Cooper makes his maps on large sheets of paper culled from his grocery-store day job. Each sheet is covered in a wealth of detail made mostly with a disposable ballpoint pen. He produces fascinating material documents: the paper and ink show signs of aging and discoloration, some of the buildings are drawn and redrawn until they become illegible, some spaces are left evocatively spare. Most of his pictures use the sort of three-quarters aerial view popular among early-modern mapmakers and Gilded Age architects. Sites are identified by brand (J.C. Penney), function (playground) or civic identity (City Hall). Balloons mark out the city’s radio stations, making the airwaves material.
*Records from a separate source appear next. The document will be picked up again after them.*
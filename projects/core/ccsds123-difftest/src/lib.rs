#![doc = include_str!(concat!("../", core::env!("CARGO_PKG_README")))]

pub mod compare;
pub mod config;
pub mod cube;
pub mod error;
pub mod fuzz;
pub mod golden;
pub mod sampler;
pub mod sim_params;
pub mod tools;
pub mod workspace;

pub use compare::{compare_bytes, compare_files, WORD_TOLERANCE};
pub use config::{Configuration, ConfigurationError, PartialConfiguration};
pub use error::{HarnessError, HarnessResult};
pub use fuzz::{FuzzDriver, FuzzSettings, FuzzSummary, TrialOutcome, TrialRecord};
pub use golden::{GoldenBitstream, GoldenPipeline, HEADER_SIZE};

/// Common test prelude for avoiding duplicate imports in test modules
#[cfg(test)]
pub(crate) mod test_prelude;
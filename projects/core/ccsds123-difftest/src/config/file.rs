//! JSON configuration files.
//!
//! The format is shared by the command line tools and the failure archive:
//!
//! ```json
//! {
//!   "parameters": { "D": 16, "out_word_size": 8, "out_endianness": "little", "encoder": "sample" },
//!   "images": [
//!     { "filename": "input.bip", "order": "BIP", "endianness": "little", "signed": false,
//!       "NX": 10, "NY": 10, "NZ": 9 }
//!   ]
//! }
//! ```

use super::{ConfigurationError, Endianness, PartialConfiguration};
use crate::cube::{CubeDimensions, ImageCube, SampleType, StorageOrder};
use crate::error::HarnessError;
use serde::de::{self, Unexpected};
use serde::{Deserialize, Deserializer, Serialize};
use std::fs::File;
use std::io::{BufReader, BufWriter, Write};
use std::path::{Path, PathBuf};

/// Contents of a configuration file.
#[derive(Debug, Clone, Default, PartialEq, Serialize, Deserialize)]
pub struct ConfigFile {
    /// Fixed (possibly partial) compressor parameters.
    #[serde(default)]
    pub parameters: PartialConfiguration,
    /// Input images. Single image commands use the first entry.
    #[serde(default)]
    pub images: Vec<ImageDescriptor>,
}

/// An input image as described in a configuration file.
#[derive(Debug, Clone, PartialEq, Eq, Serialize, Deserialize)]
pub struct ImageDescriptor {
    pub filename: PathBuf,
    pub order: StorageOrder,
    pub endianness: Endianness,
    /// Accepts both `true` and `"true"`, as older files quote it.
    #[serde(deserialize_with = "bool_or_string")]
    pub signed: bool,
    #[serde(rename = "NX")]
    pub nx: usize,
    #[serde(rename = "NY")]
    pub ny: usize,
    #[serde(rename = "NZ")]
    pub nz: usize,
}

impl ConfigFile {
    /// Reads and parses a configuration file.
    pub fn load(path: &Path) -> Result<Self, HarnessError> {
        let reader = BufReader::new(File::open(path)?);
        Ok(serde_json::from_reader(reader)?)
    }

    /// Writes the configuration file as pretty printed JSON.
    pub fn save(&self, path: &Path) -> Result<(), HarnessError> {
        let mut writer = BufWriter::new(File::create(path)?);
        serde_json::to_writer_pretty(&mut writer, self)?;
        writer.write_all(b"\n")?;
        writer.flush()?;
        Ok(())
    }

    /// Returns the first image, which single image commands operate on.
    pub fn first_image(&self) -> Result<&ImageDescriptor, ConfigurationError> {
        self.images.first().ok_or(ConfigurationError::NoImages)
    }
}

impl ImageDescriptor {
    /// Describes a cube that already exists on disk.
    pub fn from_cube(cube: &ImageCube, filename: PathBuf) -> Self {
        Self {
            filename,
            order: cube.order,
            endianness: cube.byte_order,
            signed: cube.sample_type == SampleType::Signed16,
            nx: cube.dimensions.nx,
            ny: cube.dimensions.ny,
            nz: cube.dimensions.nz,
        }
    }

    /// Dimensions of the image.
    pub fn dimensions(&self) -> CubeDimensions {
        CubeDimensions::new(self.nx, self.ny, self.nz)
    }

    /// Converts the descriptor into an [`ImageCube`].
    pub fn to_cube(&self) -> ImageCube {
        ImageCube {
            path: self.filename.clone(),
            dimensions: self.dimensions(),
            order: self.order,
            sample_type: if self.signed {
                SampleType::Signed16
            } else {
                SampleType::Unsigned16
            },
            byte_order: self.endianness,
        }
    }
}

fn bool_or_string<'de, D>(deserializer: D) -> Result<bool, D::Error>
where
    D: Deserializer<'de>,
{
    #[derive(Deserialize)]
    #[serde(untagged)]
    enum BoolOrString {
        Bool(bool),
        Text(String),
    }

    match BoolOrString::deserialize(deserializer)? {
        BoolOrString::Bool(value) => Ok(value),
        BoolOrString::Text(text) => match text.to_lowercase().as_str() {
            "true" => Ok(true),
            "false" => Ok(false),
            _ => Err(de::Error::invalid_value(
                Unexpected::Str(&text),
                &"true or false",
            )),
        },
    }
}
In a clever touch, Cooper’s work has been hung alongside three of Henry Darger’s newly-restored maps of his fictive universe, colloquially known as “The Realms of the Unreal.” Cooper’s oeuvre shares little with Darger’s, for his maps fashion complex propositions about the relationships between past and present, city and self that Darger’s images duck. But the juxtaposition reveals how the logics of mapping can be productively expanded by artists who decline to leave the world’s limits intact. (Luke A. Fidler)
Through May 29 at Intuit, 756 North Milwaukee.